What Happens in Paradise(90)



Russ asked Maia if there was anything he could add for her at the villa and she said a shuffleboard court.

Russ said, “I will tell the architects tomorrow to add a shuffleboard court, as long as you promise to play with me.”

Maia said, “I’ll play with you, but just so you know, I always win.”



May 23, 2016

Love is messy and complicated and unfair.

Russ’s grandson, Floyd, is getting baptized in Iowa City, which is something of an issue because Baker’s wife, Anna, isn’t religious and has only grudgingly agreed to the ceremony.

“Anna is a doctor,” Russ said. “A real smart cookie.”

“Smart cookie?” I said. “Please promise me never to use that term in front of her.”

“I already did,” he admitted. “It didn’t go over well.”

I don’t know anything about the baptism except that it is happening. I imagine a church full of people with Russ and Irene sitting up front, holding hands. Everyone gazes on them with admiration, not one soul guessing that Russ has a mistress and a daughter in the Caribbean.

Does he think about us? I wonder. Or does he have a vault in his brain where he locks us, and all the feelings he has for us, away?



May 30, 2016

The villa needs some sprucing up, and Russ asked me to make the decorating decisions.

“I have no taste,” he said. “At home, Irene handles these things.” As soon as he said this, he knew it was a mistake.

The at home bothered me more than Irene. His home is in Iowa. This is…well, I’m not even sure what to call it. His second place, I guess. I live in second place.

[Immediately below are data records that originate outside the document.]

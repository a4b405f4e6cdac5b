use chrono::{DateTime, Utc};
use colored::Colorize;
use console::Term;
use timeago::Formatter;
use unicode_width::{UnicodeWidthChar, UnicodeWidthStr};
use zumen::api::{
    BatchTotals, CmdMessage, DrawingAudit, DrawingMigration, DrawingSummary, MessageLevel,
};
use zumen::schema::ValidationReport;

const FALLBACK_LINE_WIDTH: usize = 100;
const TIME_WIDTH: usize = 14;
const STEPS_WIDTH: usize = 9;

pub(crate) fn print_messages(messages: &[CmdMessage]) {
    for message in messages {
        match message.level {
            MessageLevel::Info => println!("{}", message.content.dimmed()),
            MessageLevel::Success => println!("{}", message.content.green()),
            MessageLevel::Warning => println!("{}", message.content.yellow()),
            MessageLevel::Error => println!("{}", message.content.red()),
        }
    }
}

pub(crate) fn print_totals(totals: &BatchTotals) {
    println!(
        "{}",
        format!(
            "Processed: {}  Skipped: {}  Failed: {}",
            totals.processed, totals.skipped, totals.failed
        )
        .dimmed()
    );
}

/// Itemized residual step folders per audited drawing.
pub(crate) fn print_residual_folders(audits: &[DrawingAudit]) {
    let any = audits.iter().any(|a| !a.residual_step_folders.is_empty());
    if !any {
        return;
    }
    println!("Residual step folders:");
    for audit in audits {
        for folder in &audit.residual_step_folders {
            println!("  {}/{}", audit.id, folder.dimmed());
        }
    }
}

/// Folder-level migration detail, shown with --verbose.
pub(crate) fn print_migration_details(migrations: &[DrawingMigration]) {
    for migration in migrations {
        for folder in &migration.outcome.created_folders {
            println!("  {} created {}", migration.id, folder.green());
        }
        for folder in &migration.outcome.removed_folders {
            println!("  {} removed {}", migration.id, folder.dimmed());
        }
    }
}

pub(crate) fn print_report(report: &ValidationReport) {
    if !report.errors.is_empty() {
        println!("Errors:");
        for error in &report.errors {
            println!("  - {}", error.red());
        }
    }
    if !report.warnings.is_empty() {
        println!("Warnings:");
        for warning in &report.warnings {
            println!("  - {}", warning.yellow());
        }
    }
    if !report.summary.is_empty() {
        println!("Summary:");
        for (key, value) in &report.summary {
            println!("  {}: {}", key, summary_value(value));
        }
    }
}

fn summary_value(value: &serde_json::Value) -> String {
    match value {
        serde_json::Value::String(s) => s.clone(),
        serde_json::Value::Array(items) => items
            .iter()
            .map(summary_value)
            .collect::<Vec<_>>()
            .join(", "),
        other => other.to_string(),
    }
}

pub(crate) fn print_drawings(drawings: &[DrawingSummary]) {
    if drawings.is_empty() {
        println!("No drawings found.");
        return;
    }

    let line_width = Term::stdout()
        .size_checked()
        .map(|(_, w)| w as usize)
        .unwrap_or(FALLBACK_LINE_WIDTH);

    for drawing in drawings {
        let machines = drawing
            .machine_types
            .iter()
            .map(|m| m.key())
            .collect::<Vec<_>>()
            .join(",");
        let mut label = drawing.id.to_string();
        if !drawing.title.is_empty() {
            label.push(' ');
            label.push_str(&drawing.title);
        }
        if !machines.is_empty() {
            label.push_str(&format!(" [{}]", machines));
        }

        let available = line_width.saturating_sub(TIME_WIDTH + STEPS_WIDTH + 4);
        let label = pad_to_width(&truncate_to_width(&label, available), available);
        let steps = format!("{:>width$}", drawing.step_count, width = STEPS_WIDTH - 6);
        let time_ago = drawing
            .updated_at
            .map(format_time_ago)
            .unwrap_or_else(|| format!("{:>width$}", "-", width = TIME_WIDTH));

        println!(
            "{}  {} step(s)  {}",
            label,
            steps.bold(),
            time_ago.dimmed().italic()
        );
    }
}

fn truncate_to_width(s: &str, max_width: usize) -> String {
    let mut result = String::new();
    let mut current_width = 0;

    for c in s.chars() {
        let char_width = c.width().unwrap_or(0);
        if current_width + char_width > max_width.saturating_sub(1) {
            result.push('…');
            return result;
        }
        result.push(c);
        current_width += char_width;
    }

    result
}

fn pad_to_width(s: &str, width: usize) -> String {
    let padding = width.saturating_sub(s.width());
    format!("{}{}", s, " ".repeat(padding))
}

fn format_time_ago(timestamp: DateTime<Utc>) -> String {
    let duration = Utc::now().signed_duration_since(timestamp);
    let time_str = Formatter::new().convert(duration.to_std().unwrap_or_default());
    format!("{:>width$}", time_str, width = TIME_WIDTH)
}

I told Russ I want no part of any decorating decisions. It’s his villa, not mine. In truth, I don’t want to pick things and then have him compare my taste to Irene’s. Russ asks Paulette Vickers to handle the decorating. It’s Paulette and Douglas from Welcome to Paradise Real Estate who built the villa in the first place, and just as they were about to lose it to the bank, Todd Croft and Russ swung in on a vine; Russ bought the villa and Ascension the hillside. They asked Paulette and Douglas to stay on as property managers. I know them both but I’m not worried about Huck finding out because Paulette is a distant cousin of my father, Levi Small, and the Smalls did not speak to Mama, and they do not speak to Huck.

I was concerned about what would happen once the other houses were built and sold and suddenly we had neighbors watching my car coming and going from the best villa.

When I shared this concern with Russ, he said, “We won’t have any neighbors.”

“We won’t?”

He clammed up then, which is something he’s been doing more and more frequently, every time I ask him about his work. He’d told me early on that Irene didn’t have the first idea what his work entailed. She couldn’t care less, he said. All she cared about was the money.

“She wouldn’t care if I were a paid assassin,” he said.

To differentiate myself from Irene, I tried to understand what Russ does for work. He is executive vice president of customer relations for Ascension, which means, essentially, that he does exactly what he’d done in college when Todd Croft was selling beer in the dorms—he lends him his trustworthy face, his cheerful good-guy demeanor, and his sterling personal reputation. Ascension invests in “high-risk, high-yield” investment opportunities for very wealthy clients, many of them foreign.

“Why won’t we have neighbors?” I asked. We were down on the private beach—I had decided to leave Maia with Huck so we could have some alone time—sitting together on one of the brand-new chaise longues that Pauline had bought. We were drinking champagne, the Krug. “Russ?”

I was leaning back against Russ, tucked between his legs, and he murmured into my hair, “We sold those lots to fictional entities. Shell companies that we set up…”

“So, wait,” I said. “Is that legal?”

“People do it all the time down here,” Russ said. “To clean money, to hide money.”

“That wasn’t my question.”

Russ squeezed me tight. “This is the Caribbean, Rosie,” he said, as if it weren’t the only home I’d ever known.

Russ is in the business of money-laundering and tax evasion. I said I didn’t believe him capable of it, and once I pried a little more, he admitted that he’d taken the position at Ascension thinking it was 100 percent aboveboard, but once he’d figured out it wasn’t (in addition to everything else it did, the company invested money for some bad people—bad both morally and politically), it was too late. He was in too deep to protest.

“Then there’s the fact that both Todd and Stephen know about you,” he said.

Without a word, I got to my feet and bent down to kiss Russ on the cheek. “Be right back,” I said. I ascended the eighty steps to the villa, got in my car, and drove home.

I hate that I now know Russ is cheating the system—and yet, what did I expect? He’s cheating on his wife. I’m an integral part of the grand deception. I’m a lie. Maia is a lie. Mama was right, so right, to tell me to stay away from him. But had I listened? No. Three days after she was gone, I was back in his bed.

It’s over, I’ve decided.

When I kissed Maia as she lay sleeping, I thought, I am going to find a man who deserves to be your father.